TASK PROMPT:
Give again, word for word, each line below starting at the one that contains "let config = Config::from_env()?;" and ending at the one that contains "bypasses rate limiting".

EXTRACTED INFORMATION:
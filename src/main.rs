use axum::{routing::get, Router};
use std::net::SocketAddr;
use std::sync::Arc;
use tower::ServiceBuilder;
use tower_governor::{
    governor::GovernorConfigBuilder, key_extractor::SmartIpKeyExtractor, GovernorLayer,
};
use tower_http::{cors::CorsLayer, limit::RequestBodyLimitLayer, trace::TraceLayer};
use tracing_subscriber::{layer::SubscriberExt, util::SubscriberInitExt};

use prospect_engine::config::Config;
use prospect_engine::db::Database;
use prospect_engine::handlers::{self, AppState, BODY_LIMIT};
use prospect_engine::store::{PgStore, Store};

/// Starts the HTTP service.
///
/// Initializes tracing, loads configuration, connects to Postgres (running
/// pending migrations), builds the external API clients and serves the
/// router with per-IP rate limiting on everything except `/health`.
#[tokio::main]
async fn main() -> anyhow::Result<()> {
    // Initialize tracing
    tracing_subscriber::registry()
        .with(
            tracing_subscriber::EnvFilter::try_from_default_env()
                .unwrap_or_else(|_| "prospect_engine=debug,tower_http=debug".into()),
        )
        .with(tracing_subscriber::fmt::layer())
        .init();

    let config = Config::from_env()?;
    tracing::info!("Configuration loaded successfully");

    let db = Database::new(&config.database_url).await?;
    tracing::info!("Database connection pool established");

    let store: Arc<dyn Store> = Arc::new(PgStore::new(db.pool.clone()));
    let app_state = Arc::new(
        AppState::new(config.clone(), store)
            .map_err(|e| anyhow::anyhow!("Failed to build application state: {}", e))?,
    );

    if !app_state.gemini.is_configured() {
        tracing::warn!("GEMINI_API_KEY not set: scoring and messaging will fail");
    }

    // Configure rate limiter: 10 requests/second per IP, burst of 20
    let governor_conf = Arc::new(
        GovernorConfigBuilder::default()
            .per_second(10)
            .burst_size(20)
            .key_extractor(SmartIpKeyExtractor)
            .finish()
            .ok_or_else(|| anyhow::anyhow!("Invalid rate limiter configuration"))?,
    );

    let protected_routes = handlers::api_routes().layer(
        ServiceBuilder::new()
            .layer(RequestBodyLimitLayer::new(BODY_LIMIT))
            .layer(GovernorLayer {
                config: governor_conf,
            }),
    );

    // Health check bypasses rate limiting
    let app = Router::new()
        .route("/health", get(handlers::health))
        .merge(protected_routes)
        .merge(handlers::docs())
        .with_state(app_state)
        .layer(TraceLayer::new_for_http())
        .layer(CorsLayer::permissive());

    let addr = format!("0.0.0.0:{}", config.port);
    let listener = tokio::net::TcpListener::bind(&addr).await?;
    tracing::info!("Server listening on {}", addr);

    axum::serve(
        listener,
        app.into_make_service_with_connect_info::<SocketAddr>(),
    )
    .await?;

    Ok(())
}
/// Batch scorer tests with the text-generation API mocked by wiremock
/// and persistence held in the in-memory store.
use async_trait::async_trait;
use prospect_engine::config::Config;
use prospect_engine::errors::AppError;
use prospect_engine::gemini::GeminiClient;
use prospect_engine::models::{Campaign, CampaignCharge, Lead, NewCampaign, NewLead};
use prospect_engine::scoring::{
    score_campaign, LeadScorer, ModelLeadScorer, ScoreOutcome, ScoreRun, BATCH_SIZE,
};
use prospect_engine::store::{MemoryStore, Store};
use std::sync::atomic::{AtomicUsize, Ordering};
use std::sync::Arc;
use std::time::Duration;
use uuid::Uuid;
use wiremock::matchers::{body_partial_json, method, path, query_param};
use wiremock::{Mock, MockServer, ResponseTemplate};

const GENERATE_PATH: &str = "/v1beta/models/gemini-2.5-flash:generateContent";

fn model_reply(text: &str) -> serde_json::Value {
    serde_json::json!({
        "candidates": [{ "content": { "parts": [{ "text": text }] } }]
    })
}

/// One user with one campaign holding `lead_count` unscored leads.
async fn seed(store: &MemoryStore, lead_count: usize) -> (Uuid, Campaign) {
    let user = store
        .create_user(&format!("{}@example.com", Uuid::new_v4()), 20, &Uuid::new_v4().to_string())
        .await
        .unwrap();

    let fields = NewCampaign {
        niche: "Boutique hotels".into(),
        country: "Italy".into(),
        target_role: "General manager".into(),
        value_proposition: "Direct bookings without OTA fees".into(),
    };
    let CampaignCharge::Charged(campaign) = store
        .create_campaign_charging_credit(user.id, &fields)
        .await
        .unwrap()
    else {
        panic!("fresh user should have credits");
    };

    let leads: Vec<NewLead> = (0..lead_count)
        .map(|i| NewLead {
            campaign_id: campaign.id,
            business_name: format!("Hotel {}", i),
            role: campaign.target_role.clone(),
            website: Some(format!("https://hotel{}.example.com", i)),
            phone: None,
            address: None,
            source: "Google Places API".into(),
            niche: campaign.niche.clone(),
            country: campaign.country.clone(),
            status: "new".into(),
        })
        .collect();
    store.insert_leads(&leads).await.unwrap();

    (user.id, campaign)
}

#[tokio::test]
async fn test_out_of_range_score_is_clamped_and_flagged() {
    let mock_server = MockServer::start().await;

    Mock::given(method("POST"))
        .and(path(GENERATE_PATH))
        .and(query_param("key", "test-gemini-key"))
        .and(body_partial_json(serde_json::json!({
            "generationConfig": { "thinkingConfig": { "thinkingBudget": 0 } }
        })))
        .respond_with(ResponseTemplate::new(200).set_body_json(model_reply(
            "```json\n{\"score\": 133, \"confidence_level\": 64.6, \"score_reasoning\": \"Exact niche\", \"is_high_priority\": false}\n```",
        )))
        .expect(1)
        .mount(&mock_server)
        .await;

    let store = Arc::new(MemoryStore::new());
    let (user_id, campaign) = seed(&store, 1).await;
    let lead_id = store.unscored_leads(campaign.id).await.unwrap()[0].id;

    let gemini = GeminiClient::new(&Config::for_base_url(&mock_server.uri()));
    let scorer = ModelLeadScorer::new(gemini, store.clone());

    let run = score_campaign(store.as_ref(), &scorer, user_id, campaign.id)
        .await
        .unwrap();
    assert_eq!(
        run,
        ScoreRun::Completed {
            scored: 1,
            errors: 0,
            total: 1,
            last_error: None
        }
    );

    let lead = store.lead(lead_id).unwrap();
    assert_eq!(lead.score, Some(100));
    assert_eq!(lead.confidence_level, Some(65));
    assert!(lead.is_high_priority);
    assert_eq!(lead.score_reasoning.as_deref(), Some("Exact niche"));
    assert!(lead.last_scored_at.is_some());
}

#[tokio::test]
async fn test_failed_lead_keeps_null_score_and_is_retried() {
    let mock_server = MockServer::start().await;

    Mock::given(method("POST"))
        .and(path(GENERATE_PATH))
        .respond_with(ResponseTemplate::new(503).set_body_string("model overloaded, retry later"))
        .mount(&mock_server)
        .await;

    let store = Arc::new(MemoryStore::new());
    let (user_id, campaign) = seed(&store, 2).await;

    let gemini = GeminiClient::new(&Config::for_base_url(&mock_server.uri()));
    let scorer = ModelLeadScorer::new(gemini, store.clone());

    let run = score_campaign(store.as_ref(), &scorer, user_id, campaign.id)
        .await
        .unwrap();
    let ScoreRun::Completed {
        scored,
        errors,
        total,
        last_error,
    } = run
    else {
        panic!("expected a completed run");
    };
    assert_eq!((scored, errors, total), (0, 2, 2));
    assert!(last_error.unwrap().contains("Gemini 503"));

    for lead in store.campaign_leads(campaign.id).await.unwrap() {
        assert_eq!(lead.score, None);
    }

    // Still selected by the unscored filter on the next run.
    let rerun = score_campaign(store.as_ref(), &scorer, user_id, campaign.id)
        .await
        .unwrap();
    assert!(matches!(rerun, ScoreRun::Completed { total: 2, errors: 2, .. }));
}

#[tokio::test]
async fn test_unparseable_reply_counts_as_error() {
    let mock_server = MockServer::start().await;

    Mock::given(method("POST"))
        .and(path(GENERATE_PATH))
        .respond_with(
            ResponseTemplate::new(200).set_body_json(model_reply("I think this lead is great!")),
        )
        .mount(&mock_server)
        .await;

    let store = Arc::new(MemoryStore::new());
    let (user_id, campaign) = seed(&store, 1).await;

    let gemini = GeminiClient::new(&Config::for_base_url(&mock_server.uri()));
    let scorer = ModelLeadScorer::new(gemini, store.clone());

    let run = score_campaign(store.as_ref(), &scorer, user_id, campaign.id)
        .await
        .unwrap();
    assert!(matches!(run, ScoreRun::Completed { scored: 0, errors: 1, total: 1, .. }));
}

#[tokio::test]
async fn test_fully_scored_campaign_makes_no_calls() {
    let mock_server = MockServer::start().await;

    Mock::given(method("POST"))
        .respond_with(ResponseTemplate::new(200))
        .expect(0)
        .mount(&mock_server)
        .await;

    let store = Arc::new(MemoryStore::new());
    let (user_id, campaign) = seed(&store, 0).await;

    let gemini = GeminiClient::new(&Config::for_base_url(&mock_server.uri()));
    let scorer = ModelLeadScorer::new(gemini, store.clone());

    let run = score_campaign(store.as_ref(), &scorer, user_id, campaign.id)
        .await
        .unwrap();
    assert_eq!(
        serde_json::to_value(&run).unwrap(),
        serde_json::json!({"scored": 0, "message": "All leads already scored"})
    );
}

#[tokio::test]
async fn test_other_users_campaign_is_not_found() {
    let store = Arc::new(MemoryStore::new());
    let (_owner, campaign) = seed(&store, 1).await;

    let gemini = GeminiClient::new(&Config::for_base_url("http://127.0.0.1:9"));
    let scorer = ModelLeadScorer::new(gemini, store.clone());

    let err = score_campaign(store.as_ref(), &scorer, Uuid::new_v4(), campaign.id)
        .await
        .unwrap_err();
    assert!(matches!(err, AppError::NotFound(_)));
}

/// Records how many calls overlap and fails leads whose name ends in 3.
struct CountingScorer {
    in_flight: AtomicUsize,
    max_in_flight: AtomicUsize,
    calls: AtomicUsize,
}

impl CountingScorer {
    fn new() -> Self {
        Self {
            in_flight: AtomicUsize::new(0),
            max_in_flight: AtomicUsize::new(0),
            calls: AtomicUsize::new(0),
        }
    }
}

#[async_trait]
impl LeadScorer for CountingScorer {
    async fn score_lead(&self, lead: &Lead, _campaign: &Campaign) -> Result<ScoreOutcome, AppError> {
        self.calls.fetch_add(1, Ordering::SeqCst);
        let now = self.in_flight.fetch_add(1, Ordering::SeqCst) + 1;
        self.max_in_flight.fetch_max(now, Ordering::SeqCst);

        tokio::time::sleep(Duration::from_millis(20)).await;
        self.in_flight.fetch_sub(1, Ordering::SeqCst);

        if lead.business_name.ends_with('3') {
            return Err(AppError::ExternalApiError(format!(
                "Gemini 500: {}",
                lead.business_name
            )));
        }
        Ok(ScoreOutcome {
            score: 50,
            confidence_level: 50,
            score_reasoning: "ok".into(),
        })
    }
}

#[tokio::test]
async fn test_batches_never_exceed_five_in_flight() {
    let store = MemoryStore::new();
    let (user_id, campaign) = seed(&store, 12).await;
    let scorer = CountingScorer::new();

    let run = score_campaign(&store, &scorer, user_id, campaign.id)
        .await
        .unwrap();

    assert_eq!(scorer.calls.load(Ordering::SeqCst), 12);
    assert_eq!(scorer.max_in_flight.load(Ordering::SeqCst), BATCH_SIZE);

    let ScoreRun::Completed {
        scored,
        errors,
        total,
        last_error,
    } = run
    else {
        panic!("expected a completed run");
    };
    assert_eq!(total, 12);
    assert_eq!(errors, 1); // "Hotel 3"
    assert_eq!(scored + errors, total);
    assert!(last_error.unwrap().contains("Hotel 3"));
}

struct StorageFailingScorer;

#[async_trait]
impl LeadScorer for StorageFailingScorer {
    async fn score_lead(&self, lead: &Lead, _campaign: &Campaign) -> Result<ScoreOutcome, AppError> {
        Err(AppError::WithContext {
            source: Box::new(AppError::DatabaseError(sqlx::Error::PoolTimedOut)),
            context: format!("storing score for lead {}", lead.id),
        })
    }
}

#[tokio::test]
async fn test_run_summary_hides_storage_details() {
    let store = MemoryStore::new();
    let (user_id, campaign) = seed(&store, 2).await;

    let run = score_campaign(&store, &StorageFailingScorer, user_id, campaign.id)
        .await
        .unwrap();

    assert_eq!(
        run,
        ScoreRun::Completed {
            scored: 0,
            errors: 2,
            total: 2,
            last_error: Some("Database error".to_string()),
        }
    );
}
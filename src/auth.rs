use axum::{
    async_trait,
    extract::FromRequestParts,
    http::{header, request::Parts, HeaderMap},
};
use sha2::{Digest, Sha256};
use std::sync::Arc;
use uuid::Uuid;

use crate::errors::AppError;
use crate::handlers::AppState;
use crate::models::UserProfile;

/// Hex SHA-256 of an API key; only this digest is stored.
pub fn hash_api_key(key: &str) -> String {
    let mut hasher = Sha256::new();
    hasher.update(key.as_bytes());
    hex::encode(hasher.finalize())
}

/// A fresh random key with a recognizable prefix.
pub fn generate_api_key() -> String {
    format!("pe_{}{}", Uuid::new_v4().simple(), Uuid::new_v4().simple())
}

fn bearer_token(headers: &HeaderMap) -> Option<&str> {
    headers
        .get(header::AUTHORIZATION)
        .and_then(|v| v.to_str().ok())
        .and_then(|v| v.strip_prefix("Bearer "))
        .map(str::trim)
        .filter(|token| !token.is_empty())
}

/// The authenticated caller, resolved from `Authorization: Bearer <key>`.
#[derive(Debug, Clone)]
pub struct AuthUser(pub UserProfile);

#[async_trait]
impl FromRequestParts<Arc<AppState>> for AuthUser {
    type Rejection = AppError;

    async fn from_request_parts(
        parts: &mut Parts,
        state: &Arc<AppState>,
    ) -> Result<Self, Self::Rejection> {
        let token = bearer_token(&parts.headers)
            .ok_or_else(|| AppError::Unauthorized("Missing bearer token".to_string()))?;

        let user = state
            .store
            .find_user_by_api_key(&hash_api_key(token))
            .await?
            .ok_or_else(|| AppError::Unauthorized("Unknown API key".to_string()))?;

        Ok(AuthUser(user))
    }
}
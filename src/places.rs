use crate::circuit_breaker::{create_places_circuit_breaker, PlacesBreaker};
use crate::config::Config;
use crate::errors::{truncate_chars, AppError};
use failsafe::futures::CircuitBreaker;
use serde::Deserialize;
use serde_json::json;
use std::time::Duration;

/// Hard abort for a single places search.
pub const PLACES_TIMEOUT: Duration = Duration::from_secs(15);

const FIELD_MASK: &str = "places.displayName,places.formattedAddress,places.websiteUri,\
places.nationalPhoneNumber,places.internationalPhoneNumber,places.businessStatus,places.types";

#[derive(Debug, Clone, Deserialize)]
pub struct LocalizedText {
    pub text: String,
}

/// One place record as returned by text search.
#[derive(Debug, Clone, Default, Deserialize)]
#[serde(rename_all = "camelCase")]
pub struct Place {
    pub display_name: Option<LocalizedText>,
    pub formatted_address: Option<String>,
    pub website_uri: Option<String>,
    pub national_phone_number: Option<String>,
    pub international_phone_number: Option<String>,
    pub business_status: Option<String>,
    #[serde(default)]
    pub types: Vec<String>,
}

impl Place {
    pub fn name(&self) -> Option<&str> {
        self.display_name
            .as_ref()
            .map(|n| n.text.trim())
            .filter(|n| !n.is_empty())
    }

    /// The international number in E.164 form, if it parses as a valid number.
    pub fn e164_phone(&self) -> Option<String> {
        self.international_phone_number
            .as_deref()
            .and_then(normalize_phone)
    }
}

#[derive(Debug, Deserialize)]
struct SearchTextResponse {
    #[serde(default)]
    places: Vec<Place>,
}

/// Normalizes an international phone number (`+44 121 234 5678`) to E.164.
pub fn normalize_phone(raw: &str) -> Option<String> {
    let number = phonenumber::parse(None, raw.trim()).ok()?;
    if !phonenumber::is_valid(&number) {
        return None;
    }
    Some(number.format().mode(phonenumber::Mode::E164).to_string())
}

#[derive(Clone)]
pub struct PlacesClient {
    client: reqwest::Client,
    base_url: String,
    api_key: Option<String>,
    breaker: PlacesBreaker,
}

impl PlacesClient {
    pub fn new(config: &Config) -> Result<Self, AppError> {
        let client = reqwest::Client::builder()
            .timeout(PLACES_TIMEOUT)
            .build()
            .map_err(|e| AppError::InternalError(format!("Failed to build places client: {}", e)))?;

        Ok(Self {
            client,
            base_url: config.places_base_url.clone(),
            api_key: config.google_maps_api_key.clone(),
            breaker: create_places_circuit_breaker(),
        })
    }

    /// Text search through the circuit breaker.
    pub async fn search(&self, query: &str, limit: u32) -> Result<Vec<Place>, AppError> {
        match self.breaker.call(self.search_text(query, limit)).await {
            Ok(places) => Ok(places),
            Err(failsafe::Error::Inner(e)) => Err(e),
            Err(failsafe::Error::Rejected) => Err(AppError::ExternalApiError(
                "Places search skipped: circuit open".to_string(),
            )),
        }
    }

    /// Best-effort search: any failure is logged and yields no places.
    pub async fn search_best_effort(&self, query: &str, limit: u32) -> Vec<Place> {
        match self.search(query, limit).await {
            Ok(places) => places,
            Err(e) => {
                tracing::warn!("Places search for '{}' failed, continuing without leads: {}", query, e);
                Vec::new()
            }
        }
    }

    async fn search_text(&self, query: &str, limit: u32) -> Result<Vec<Place>, AppError> {
        let api_key = self.api_key.as_deref().ok_or_else(|| {
            AppError::InternalError("GOOGLE_MAPS_API_KEY not configured".to_string())
        })?;

        tracing::debug!("Places text search: '{}' (limit {})", query, limit);

        let response = self
            .client
            .post(format!("{}/v1/places:searchText", self.base_url))
            .header("X-Goog-Api-Key", api_key)
            .header("X-Goog-FieldMask", FIELD_MASK)
            .json(&json!({
                "textQuery": query,
                "pageSize": limit,
                "languageCode": "en",
            }))
            .send()
            .await
            .map_err(|e| AppError::ExternalApiError(format!("Places request failed: {}", e)))?;

        if !response.status().is_success() {
            let status = response.status();
            let body = response.text().await.unwrap_or_default();
            return Err(AppError::ExternalApiError(format!(
                "Places {}: {}",
                status.as_u16(),
                truncate_chars(&body, 150)
            )));
        }

        let data: SearchTextResponse = response.json().await.map_err(|e| {
            AppError::ExternalApiError(format!("Failed to parse places response: {}", e))
        })?;

        tracing::info!("Places search for '{}' returned {} results", query, data.places.len());
        Ok(data.places)
    }
}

ANSWER:
    let config = Config::from_env()?;
    tracing::info!("Configuration loaded successfully");

    let db = Database::new(&config.database_url).await?;
    tracing::info!("Database connection pool established");

    let store: Arc<dyn Store> = Arc::new(PgStore::new(db.pool.clone()));
    let app_state = Arc::new(
        AppState::new(config.clone(), store)
            .map_err(|e| anyhow::anyhow!("Failed to build application state: {}", e))?,
    );

    if !app_state.gemini.is_configured() {
        tracing::warn!("GEMINI_API_KEY not set: scoring and messaging will fail");
    }

    // Configure rate limiter: 10 requests/second per IP, burst of 20
    let governor_conf = Arc::new(
        GovernorConfigBuilder::default()
            .per_second(10)
            .burst_size(20)
            .key_extractor(SmartIpKeyExtractor)
            .finish()
            .ok_or_else(|| anyhow::anyhow!("Invalid rate limiter configuration"))?,
    );

    let protected_routes = handlers::api_routes().layer(
        ServiceBuilder::new()
            .layer(RequestBodyLimitLayer::new(BODY_LIMIT))
            .layer(GovernorLayer {
                config: governor_conf,
            }),
    );

    // Health check bypasses rate limiting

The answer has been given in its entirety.